PROVIDED MATERIAL »
++++

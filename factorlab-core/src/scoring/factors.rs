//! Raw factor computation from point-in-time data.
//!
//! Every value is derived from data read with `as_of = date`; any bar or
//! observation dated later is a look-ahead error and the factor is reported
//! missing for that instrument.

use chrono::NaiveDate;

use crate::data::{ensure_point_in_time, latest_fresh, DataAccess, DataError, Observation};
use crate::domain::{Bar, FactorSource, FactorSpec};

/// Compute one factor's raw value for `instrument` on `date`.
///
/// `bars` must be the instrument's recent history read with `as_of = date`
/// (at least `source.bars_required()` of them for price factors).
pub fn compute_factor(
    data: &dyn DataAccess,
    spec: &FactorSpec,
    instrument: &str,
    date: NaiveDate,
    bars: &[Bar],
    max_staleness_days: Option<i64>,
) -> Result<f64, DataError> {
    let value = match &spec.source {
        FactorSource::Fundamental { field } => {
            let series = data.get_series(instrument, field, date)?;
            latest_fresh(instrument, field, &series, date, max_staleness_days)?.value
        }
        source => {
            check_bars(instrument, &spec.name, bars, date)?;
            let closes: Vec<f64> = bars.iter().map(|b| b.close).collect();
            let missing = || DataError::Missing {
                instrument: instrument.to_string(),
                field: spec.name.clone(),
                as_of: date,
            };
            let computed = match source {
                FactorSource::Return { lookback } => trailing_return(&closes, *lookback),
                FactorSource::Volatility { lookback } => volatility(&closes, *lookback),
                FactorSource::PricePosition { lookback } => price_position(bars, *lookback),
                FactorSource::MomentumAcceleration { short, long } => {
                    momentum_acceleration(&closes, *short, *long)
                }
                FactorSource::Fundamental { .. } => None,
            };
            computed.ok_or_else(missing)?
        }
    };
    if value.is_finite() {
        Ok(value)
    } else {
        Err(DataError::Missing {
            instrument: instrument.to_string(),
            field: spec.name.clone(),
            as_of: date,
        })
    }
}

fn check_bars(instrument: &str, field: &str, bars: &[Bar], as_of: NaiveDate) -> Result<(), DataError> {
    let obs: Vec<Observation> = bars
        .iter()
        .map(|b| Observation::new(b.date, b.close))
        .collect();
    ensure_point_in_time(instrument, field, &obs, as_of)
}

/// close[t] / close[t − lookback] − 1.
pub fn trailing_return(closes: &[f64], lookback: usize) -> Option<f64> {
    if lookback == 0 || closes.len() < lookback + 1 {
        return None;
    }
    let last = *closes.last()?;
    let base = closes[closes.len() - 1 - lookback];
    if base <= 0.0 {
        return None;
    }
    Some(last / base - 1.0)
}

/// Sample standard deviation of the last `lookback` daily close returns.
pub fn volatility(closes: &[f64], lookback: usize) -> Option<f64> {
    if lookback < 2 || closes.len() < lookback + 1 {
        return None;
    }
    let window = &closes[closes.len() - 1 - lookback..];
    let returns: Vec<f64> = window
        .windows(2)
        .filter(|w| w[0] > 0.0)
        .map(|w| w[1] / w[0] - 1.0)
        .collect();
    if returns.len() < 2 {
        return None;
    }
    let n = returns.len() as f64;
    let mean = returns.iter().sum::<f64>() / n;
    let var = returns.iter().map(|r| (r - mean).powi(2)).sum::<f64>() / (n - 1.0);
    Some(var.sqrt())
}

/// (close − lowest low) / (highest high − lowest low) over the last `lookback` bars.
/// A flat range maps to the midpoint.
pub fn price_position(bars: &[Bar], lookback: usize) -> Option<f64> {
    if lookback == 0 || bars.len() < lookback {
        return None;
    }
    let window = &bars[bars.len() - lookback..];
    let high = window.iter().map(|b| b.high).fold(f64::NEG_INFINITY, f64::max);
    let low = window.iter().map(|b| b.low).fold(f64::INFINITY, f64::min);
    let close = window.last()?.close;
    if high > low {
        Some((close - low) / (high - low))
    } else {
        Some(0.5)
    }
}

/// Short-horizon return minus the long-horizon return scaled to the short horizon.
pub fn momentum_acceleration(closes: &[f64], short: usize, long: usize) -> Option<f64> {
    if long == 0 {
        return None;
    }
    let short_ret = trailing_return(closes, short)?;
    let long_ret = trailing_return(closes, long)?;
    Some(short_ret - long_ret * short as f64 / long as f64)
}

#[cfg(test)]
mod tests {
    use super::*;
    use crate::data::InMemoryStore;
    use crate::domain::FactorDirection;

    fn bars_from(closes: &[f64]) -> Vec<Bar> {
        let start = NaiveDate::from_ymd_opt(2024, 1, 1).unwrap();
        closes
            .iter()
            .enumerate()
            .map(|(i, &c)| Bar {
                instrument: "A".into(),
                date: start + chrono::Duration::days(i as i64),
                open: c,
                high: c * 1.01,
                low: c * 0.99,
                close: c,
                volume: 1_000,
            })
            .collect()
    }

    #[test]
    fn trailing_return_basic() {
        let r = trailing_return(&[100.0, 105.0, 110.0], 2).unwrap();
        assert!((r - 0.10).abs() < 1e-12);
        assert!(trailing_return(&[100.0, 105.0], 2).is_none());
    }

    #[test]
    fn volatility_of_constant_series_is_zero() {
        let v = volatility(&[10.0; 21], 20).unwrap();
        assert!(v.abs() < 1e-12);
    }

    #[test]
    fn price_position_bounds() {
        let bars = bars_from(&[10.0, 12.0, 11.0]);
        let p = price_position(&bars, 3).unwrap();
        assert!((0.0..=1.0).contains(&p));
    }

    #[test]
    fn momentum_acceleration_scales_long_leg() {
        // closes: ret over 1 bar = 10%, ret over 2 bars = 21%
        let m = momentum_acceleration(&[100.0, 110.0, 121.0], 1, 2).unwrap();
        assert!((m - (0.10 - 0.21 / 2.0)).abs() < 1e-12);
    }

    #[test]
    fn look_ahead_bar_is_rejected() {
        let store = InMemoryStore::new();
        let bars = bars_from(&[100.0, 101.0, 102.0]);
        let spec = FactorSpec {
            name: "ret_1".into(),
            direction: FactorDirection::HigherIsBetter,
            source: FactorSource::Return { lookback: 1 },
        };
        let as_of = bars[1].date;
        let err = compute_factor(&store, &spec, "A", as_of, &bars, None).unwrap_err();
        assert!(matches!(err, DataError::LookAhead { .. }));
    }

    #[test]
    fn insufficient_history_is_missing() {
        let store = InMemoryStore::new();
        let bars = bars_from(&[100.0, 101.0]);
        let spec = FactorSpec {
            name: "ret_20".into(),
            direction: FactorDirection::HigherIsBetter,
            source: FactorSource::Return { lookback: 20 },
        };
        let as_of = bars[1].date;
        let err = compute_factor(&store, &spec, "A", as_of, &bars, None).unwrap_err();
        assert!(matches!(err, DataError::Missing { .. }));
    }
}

++++

EXERCISE DESCRIPTION »
Say the number of lines in the entries that have the string "chrono", and only that.

REPLY »
2